Совсем не ребенок. Впрочем, какая разница! Бал-Гаммаста посетило странное чувство, словно он был отцом Анны, но в то же время Анна каким-то непонятным образом была его матерью…
— Я буду счастлива уже тем, что обнимаю тебя. Если ничего другого не случится сегодня ночью, то и этого будет достаточно.
Такой щедрости Бал-Гаммаст никак не ожидал. Он точно знал: Анна не лжет и действительно будет счастлива от самого невинного соприкосновения их тел. И так же точно знал, сколь многого она желает, сколь далеко простираются ее мечты. Бал-Гаммаст видел ее — до самых глубин души и не мог отыскать там, внутри, никакой грязи. Нежность, смирение, искренность и достоинство. Если бы кто-нибудь спросил у него, откуда взялась эта способность — заглядывать в душу — и как долго останется с ним, то Бал-Гаммаст не смог бы ответит. Он просто видел, да и все тут. Как Анна видела его усталость.
— Сядь ко мне на колени. Я постараюсь дать тебе все, чего бы ты ни пожелала.
— Да… — прошептала она.
Они долго сидели обнявшись, не говоря ни слова.
— Я так любил ее… Я так любил Аннитум. Очень любил ее.
— Сестру?
— Да, сестру.
— Расскажи мне а ней.
— Она… как… дикая кошка. Умная, непокорная. Не знаю, как про нее рассказывать. Я столько знаю про нее, но толком рассказать ничего не могу. Слова у меня сегодня путаются…
— Просто скажи, что она была хорошим человеком.
— Она была очень хорошим человеком. Она была моим другом. Она была очень хорошим человеком. Мне больно, Анна. И ничего с этим не поделаешь. Отца нет, ее нет, я один… Прости меня.
— Тут нечего прощать. Если тебе больно, расскажи мне что-нибудь другое.
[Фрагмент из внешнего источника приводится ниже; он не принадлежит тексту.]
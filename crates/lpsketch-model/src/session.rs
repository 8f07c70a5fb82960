use lpsketch_solver::{ConstraintOp, Sense};
use tracing::info;

use crate::error::ModelError;
use crate::linear_model::{LinearModel, ModelSolution, VariableDefaults};
use crate::region::{FeasibleRegion, PlotConfig};
use crate::render::render_svg;

/// One interactive problem at a time.
///
/// Replaces the model wholesale when the objective text or direction changes.
#[derive(Debug, Clone, Default)]
pub struct Session {
    model: Option<LinearModel>,
    defaults: VariableDefaults,
    plot: PlotConfig,
}

impl Session {
    pub fn new() -> Self {
        Self::default()
    }

    pub fn with_defaults(mut self, defaults: VariableDefaults) -> Self {
        self.defaults = defaults;
        self
    }

    pub fn with_plot_config(mut self, plot: PlotConfig) -> Self {
        self.plot = plot;
        self
    }

    pub fn model(&self) -> Option<&LinearModel> {
        self.model.as_ref()
    }

    pub fn plot_config(&self) -> PlotConfig {
        self.plot
    }

    /// Submit the objective. Returns `true` if the model was rebuilt, which
    /// discards every constraint; the same text and direction are a no-op.
    pub fn set_objective(&mut self, text: &str, sense: Sense) -> Result<bool, ModelError> {
        if let Some(model) = &self.model {
            if model.objective_text() == text.trim() && model.sense() == sense {
                return Ok(false);
            }
        }
        let model = LinearModel::with_defaults(text, sense, self.defaults)?;
        info!(objective = text.trim(), %sense, "rebuilt session model");
        self.model = Some(model);
        Ok(true)
    }

    /// Add `lhs <op> rhs` unless an equivalent constraint already exists
    pub fn add_constraint(&mut self, lhs: &str, op: ConstraintOp, rhs: f64) -> Result<String, ModelError> {
        let model = self.model.as_mut().ok_or(ModelError::NoObjective)?;
        if let Some(existing) = model.equivalent_constraint(lhs, op, rhs)? {
            return Err(ModelError::DuplicateConstraint(existing.name().to_string()));
        }
        model.add_constraint(lhs, op, rhs)
    }

    /// Remove by position in the constraint list
    pub fn remove_constraint(&mut self, position: usize) -> Result<String, ModelError> {
        let model = self.model.as_mut().ok_or(ModelError::NoObjective)?;
        let label = model
            .constraints()
            .nth(position)
            .map(|c| c.label.to_string())
            .ok_or_else(|| ModelError::UnknownConstraint(format!("#{position}")))?;
        model.remove_constraint_at(position)?;
        Ok(label)
    }

    pub fn clear_constraints(&mut self) {
        if let Some(model) = &mut self.model {
            model.clear_constraints();
        }
    }

    /// Drop the model entirely
    pub fn reset(&mut self) {
        self.model = None;
        info!("session reset");
    }

    pub fn solve(&mut self) -> Result<f64, ModelError> {
        self.model.as_mut().ok_or(ModelError::NoObjective)?.solve()
    }

    pub fn solution(&self) -> Option<&ModelSolution> {
        self.model.as_ref()?.solution()
    }

    /// Feasible region of the current model, widened to show the optimum
    pub fn feasible_region(&self) -> Result<FeasibleRegion, ModelError> {
        let model = self.model.as_ref().ok_or(ModelError::NoObjective)?;
        let config = match model.solution_point() {
            Some(point) => self.plot.fit_to(point),
            None => self.plot,
        };
        FeasibleRegion::from_model(model, config)
    }

    pub fn render_region(&self) -> Result<String, ModelError> {
        render_svg(&self.feasible_region()?)
    }
}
Давай ляжем лицом друг к другу, как маленькие дети на берегу канала, и станем говорить о разных вещах, на только не о плохом. Или… в общем, о чем захочешь.
— О чем мы оба захотим.
Они так и сделали. Бал-Гаммаст, сонный и смущенный, никак не мог отыскать тему для продолжения их странного разговора. Тогда Анна спросила его:
— Что за народ — гутии? О них так много сейчас говорят, их все так боятся! А я ни разу в жизни не видела…
— …ни одного гутия?
— Ни одного. Если можешь, расскажи. Они… действительно такие жуткие?
— Пожалуй, тут есть чего опасаться… — И он говорил о Гутиях, а потом о путешествиях в дальние страны, а потом о том, каким замечательным человеком был отец, а потом о Лазурном дворце… Анна жадно внимала, время от времени переспрашивала, вставляла замечания. Одновременно их пальцы переплетались.